After thinking about it some more however, that'd mean a lot of different methods, including possibly the ones for collections like HashMap which could get the only key/value/both. By making it part of Iterator, you can already express these variants, as well as {_ref_mut} cases using .iter(), .iter_mut() and .into_iter().
Finally, arbitrary iterable collections can enjoy this new api now, as opposed to only the ones we implement it for explicitly.
Another name for this operation could be single()
Links and related work
Discussed this with @WaffleLapkin who also liked the idea :3
What happens now?
This issue contains an API change proposal (or ACP) and is part of the libs-api team feature lifecycle. Once this issue is filed, the libs-api team will review open proposals as capability becomes available. Current response times do not have a clear estimate, but may be up to several months.
Possible responses
The libs team may respond in various different ways. First, the team will consider the problem (this doesn't require any concrete solution or alternatives to have been proposed):
- We think this problem seems worth solving, and the standard library might be the right place to solve it.
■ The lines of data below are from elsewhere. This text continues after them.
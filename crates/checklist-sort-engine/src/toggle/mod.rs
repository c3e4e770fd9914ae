/*!
 * # Toggle pipeline
 *
 * One click on a checklist item runs, synchronously and to completion:
 *
 * 1. **Validation**: the clicked line must be a list item
 * 2. **Resolution**: [`crate::config::resolve`] composes the global default,
 *    the document override and the nearest marker into an `EffectiveConfig`
 * 3. **Scan**: [`crate::scan::scan_peer_group`] finds the peers and subtrees
 * 4. **Rewrite**: [`crate::rewrite::plan_rewrite`] partitions the subtrees and
 *    computes one whole-line splice
 * 5. **Write**: the splice is applied with a single `replace_range`
 *
 * Every failure is logged and reported as [`MutationOutcome::Aborted`]; the
 * buffer is never left half rewritten because the only write is the last step.
 */

use crate::buffer::{LineBuffer, Position};
use crate::config::{self, DocumentMetadata, EffectiveConfig, SortPolicy};
use crate::error::SortError;
use crate::grammar;
use crate::rewrite::{Splice, ToggleMode, plan_rewrite};

/// What a click did to the buffer.
#[derive(Debug, Clone, PartialEq, Eq)]
pub enum MutationOutcome {
    /// One replacement was written.
    Applied(Splice),
    /// The group was already in order; nothing written.
    Unchanged,
    /// Sorting is off for this click. The host applies its plain toggle.
    Disabled(EffectiveConfig),
    /// Nothing written because of an error.
    Aborted(SortError),
}

impl MutationOutcome {
    pub fn is_applied(&self) -> bool {
        matches!(self, MutationOutcome::Applied(_))
    }

    pub fn splice(&self) -> Option<&Splice> {
        match self {
            MutationOutcome::Applied(splice) => Some(splice),
            _ => None,
        }
    }
}

impl From<Result<MutationOutcome, SortError>> for MutationOutcome {
    fn from(result: Result<MutationOutcome, SortError>) -> Self {
        result.unwrap_or_else(|error| {
            log::warn!("no mutation: {error}");
            MutationOutcome::Aborted(error)
        })
    }
}

/// Handle a checkbox click on `clicked`: flip it and re-sort its peer group
/// when sorting is enabled for that spot.
pub fn handle_toggle<B, M>(
    buffer: &mut B,
    policy: SortPolicy,
    metadata: &M,
    clicked: usize,
) -> MutationOutcome
where
    B: LineBuffer + ?Sized,
    M: DocumentMetadata + ?Sized,
{
    run_toggle(buffer, policy, metadata, clicked).into()
}

fn run_toggle<B, M>(
    buffer: &mut B,
    policy: SortPolicy,
    metadata: &M,
    clicked: usize,
) -> Result<MutationOutcome, SortError>
where
    B: LineBuffer + ?Sized,
    M: DocumentMetadata + ?Sized,
{
    ensure_list_item(&*buffer, clicked)?;

    let config = config::resolve(policy, metadata.sort_override(), &*buffer, clicked)?;
    if !config.enabled {
        return Ok(MutationOutcome::Disabled(config));
    }

    rewrite(buffer, clicked, ToggleMode::Toggle)
}

/// Re-sort the peer group around `line` without toggling anything.
///
/// This is an explicit request, so configuration is not consulted.
pub fn sort_block<B: LineBuffer + ?Sized>(buffer: &mut B, line: usize) -> MutationOutcome {
    rewrite(buffer, line, ToggleMode::Keep).into()
}

/// Flip the checkbox on `line` and nothing else, as the host does when
/// sorting is disabled.
pub fn toggle_in_place<B: LineBuffer + ?Sized>(buffer: &mut B, line: usize) -> MutationOutcome {
    flip_line(buffer, line).into()
}

fn flip_line<B: LineBuffer + ?Sized>(
    buffer: &mut B,
    line: usize,
) -> Result<MutationOutcome, SortError> {
    let text = ensure_list_item(&*buffer, line)?;
    let toggled = grammar::toggle_checkbox(&text).ok_or(SortError::NotATask { line })?;

    let splice = Splice {
        lines: line..line + 1,
        from: Position::line_start(line),
        to: Position::new(line, text.len()),
        text: toggled,
    };
    splice.apply(buffer)?;
    Ok(MutationOutcome::Applied(splice))
}

/// Re-sort every peer group in the document whose effective configuration
/// is enabled. Returns the number of rewrites.
///
/// Sorting one group can move a nested group past lines already visited, so
/// passes repeat until one makes no change.
pub fn sort_document<B, M>(
    buffer: &mut B,
    policy: SortPolicy,
    metadata: &M,
) -> Result<usize, SortError>
where
    B: LineBuffer + ?Sized,
    M: DocumentMetadata + ?Sized,
{
    let document_override = metadata.sort_override();
    let mut rewrites = 0;

    for _ in 0..=buffer.line_count() {
        let mut changed = false;

        for line in 0..buffer.line_count() {
            if !grammar::is_list_item(&buffer.line(line)?) {
                continue;
            }
            if !config::resolve(policy, document_override, &*buffer, line)?.enabled {
                continue;
            }
            if let Some(splice) = plan_rewrite(&*buffer, line, ToggleMode::Keep)? {
                splice.apply(buffer)?;
                rewrites += 1;
                changed = true;
            }
        }

        if !changed {
            break;
        }
    }

    log::info!("sorted document with {rewrites} rewrites");
    Ok(rewrites)
}

fn ensure_list_item<B: LineBuffer + ?Sized>(buffer: &B, line: usize) -> Result<String, SortError> {
    let text = buffer.line(line)?;
    if !grammar::is_list_item(&text) {
        return Err(SortError::NotAListItem { line });
    }
    Ok(text)
}

fn rewrite<B: LineBuffer + ?Sized>(
    buffer: &mut B,
    line: usize,
    mode: ToggleMode,
) -> Result<MutationOutcome, SortError> {
    match plan_rewrite(&*buffer, line, mode)? {
        Some(splice) => {
            splice.apply(buffer)?;
            log::info!("rewrote lines {:?} for line {line}", splice.lines);
            Ok(MutationOutcome::Applied(splice))
        }
        None => Ok(MutationOutcome::Unchanged),
    }
}

#[cfg(test)]
mod tests {
    use super::*;
    use crate::buffer::{BufferError, RopeBuffer};
    use crate::config::{ConfigSource, DISABLE_MARKER, ENABLE_MARKER, Frontmatter};
    use pretty_assertions::assert_eq;
    use rstest::rstest;

    fn buffer(lines: &[&str]) -> RopeBuffer {
        RopeBuffer::from(lines.join("\n").as_str())
    }

    /// Rejects every write, like a host whose transaction failed.
    struct ReadOnly(RopeBuffer);

    impl LineBuffer for ReadOnly {
        fn line_count(&self) -> usize {
            self.0.line_count()
        }

        fn line(&self, index: usize) -> Result<String, BufferError> {
            self.0.line(index)
        }

        fn range_text(&self, from: Position, to: Position) -> Result<String, BufferError> {
            self.0.range_text(from, to)
        }

        fn replace_range(&mut self, _: Position, _: Position, _: &str) -> Result<(), BufferError> {
            Err(BufferError::ReadOnly)
        }
    }

    const GROCERIES: [&str; 3] = ["- [ ] Buy milk", "- [ ] Get gas", "- [x] Bread"];

    #[test]
    fn test_click_sorts_group() {
        let mut doc = buffer(&GROCERIES);

        let outcome = handle_toggle(&mut doc, SortPolicy::default(), &None::<bool>, 0);

        assert!(outcome.is_applied());
        assert_eq!(doc.lines(), vec!["- [ ] Get gas", "- [x] Buy milk", "- [x] Bread"]);
        assert_eq!(doc.version(), 1);
    }

    #[rstest]
    #[case::global(vec![], false, None, ConfigSource::Global)]
    #[case::frontmatter(vec![], true, Some(false), ConfigSource::Frontmatter)]
    #[case::marker(vec![DISABLE_MARKER], true, Some(true), ConfigSource::ListMarker)]
    fn test_disabled_click_never_writes(
        #[case] prefix: Vec<&str>,
        #[case] global: bool,
        #[case] document_override: Option<bool>,
        #[case] source: ConfigSource,
    ) {
        let lines: Vec<&str> = prefix.into_iter().chain(GROCERIES).collect();
        let clicked = lines.len() - 3;
        let mut doc = buffer(&lines);

        let outcome = handle_toggle(
            &mut doc,
            SortPolicy::new(global),
            &document_override,
            clicked,
        );

        assert_eq!(
            outcome,
            MutationOutcome::Disabled(EffectiveConfig {
                enabled: false,
                source
            })
        );
        assert_eq!(doc.version(), 0);
    }

    #[test]
    fn test_marker_overrides_frontmatter_and_global() {
        let mut doc = buffer(&[
            "---",
            "sort-checklist: false",
            "---",
            ENABLE_MARKER,
            "- [ ] Buy milk",
            "- [ ] Get gas",
        ]);
        let frontmatter = Frontmatter::from_buffer(&doc);
        assert_eq!(frontmatter.sort_override(), Some(false));

        let outcome = handle_toggle(&mut doc, SortPolicy::new(true), &frontmatter, 4);

        assert!(outcome.is_applied());
        assert_eq!(doc.line(4).unwrap(), "- [ ] Get gas");
        assert_eq!(doc.line(5).unwrap(), "- [x] Buy milk");
    }

    #[test]
    fn test_non_list_click_aborts() {
        let mut doc = buffer(&["Heading", "- [ ] a"]);

        let outcome = handle_toggle(&mut doc, SortPolicy::default(), &None::<bool>, 0);

        assert_eq!(outcome, MutationOutcome::Aborted(SortError::NotAListItem { line: 0 }));
        assert_eq!(doc.version(), 0);
    }

    #[test]
    fn test_out_of_range_click_aborts() {
        let mut doc = buffer(&["- [ ] a"]);

        let outcome = handle_toggle(&mut doc, SortPolicy::default(), &None::<bool>, 3);

        assert!(matches!(
            outcome,
            MutationOutcome::Aborted(SortError::Buffer(BufferError::LineOutOfRange { .. }))
        ));
    }

    #[test]
    fn test_rejected_write_aborts() {
        let mut doc = ReadOnly(buffer(&GROCERIES));

        let outcome = handle_toggle(&mut doc, SortPolicy::default(), &None::<bool>, 0);

        assert_eq!(
            outcome,
            MutationOutcome::Aborted(SortError::Replace(BufferError::ReadOnly))
        );
        assert_eq!(doc.0.lines(), GROCERIES);
    }

    #[test]
    fn test_sort_block_twice_writes_once() {
        let mut doc = buffer(&["- [x] a", "- [ ] b"]);

        assert!(sort_block(&mut doc, 0).is_applied());
        assert_eq!(sort_block(&mut doc, 0), MutationOutcome::Unchanged);
        assert_eq!(doc.lines(), vec!["- [ ] b", "- [x] a"]);
        assert_eq!(doc.version(), 1);
    }

    #[test]
    fn test_toggle_in_place_only_flips() {
        let mut doc = buffer(&["- [ ] a", "- [ ] b", "- [x] c"]);

        let outcome = toggle_in_place(&mut doc, 0);

        assert_eq!(outcome.splice().map(|s| s.lines.clone()), Some(0..1));
        assert_eq!(doc.lines(), vec!["- [x] a", "- [ ] b", "- [x] c"]);
    }

    #[test]
    fn test_toggle_in_place_needs_checkbox() {
        let mut doc = buffer(&["- plain"]);

        assert_eq!(
            toggle_in_place(&mut doc, 0),
            MutationOutcome::Aborted(SortError::NotATask { line: 0 })
        );
    }

    #[test]
    fn test_sort_document_reaches_nested_groups() {
        let mut doc = buffer(&[
            "- [x] done parent",
            "  - [x] c1",
            "  - [ ] c2",
            "- [ ] open parent",
            "  - [x] d1",
            "  - [ ] d2",
            "",
            DISABLE_MARKER,
            "- [x] untouched",
            "- [ ] list",
        ]);

        let rewrites = sort_document(&mut doc, SortPolicy::default(), &None::<bool>).unwrap();

        assert_eq!(
            doc.lines(),
            vec![
                "- [ ] open parent",
                "  - [ ] d2",
                "  - [x] d1",
                "- [x] done parent",
                "  - [ ] c2",
                "  - [x] c1",
                "",
                DISABLE_MARKER,
                "- [x] untouched",
                "- [ ] list",
            ]
        );
        assert_eq!(rewrites, 3);
        assert_eq!(sort_document(&mut doc, SortPolicy::default(), &None::<bool>).unwrap(), 0);
    }

    #[test]
    fn test_sort_document_respects_global_off() {
        let mut doc = buffer(&["- [x] a", "- [ ] b"]);

        let rewrites = sort_document(&mut doc, SortPolicy::new(false), &None::<bool>).unwrap();

        assert_eq!(rewrites, 0);
        assert_eq!(doc.version(), 0);
    }
}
- We think that this probably doesn't belong in the standard library.
Second, if there's a concrete solution:
- We think this specific solution looks roughly right, approved, you or someone else should implement this. (Further review will still happen on the subsequent implementation PR.)
- We're not sure this is the right solution, and the alternatives or other materials don't give us enough information to be sure about that. Here are some questions we have that aren't answered, or rough ideas about alternatives we'd want to see discussed.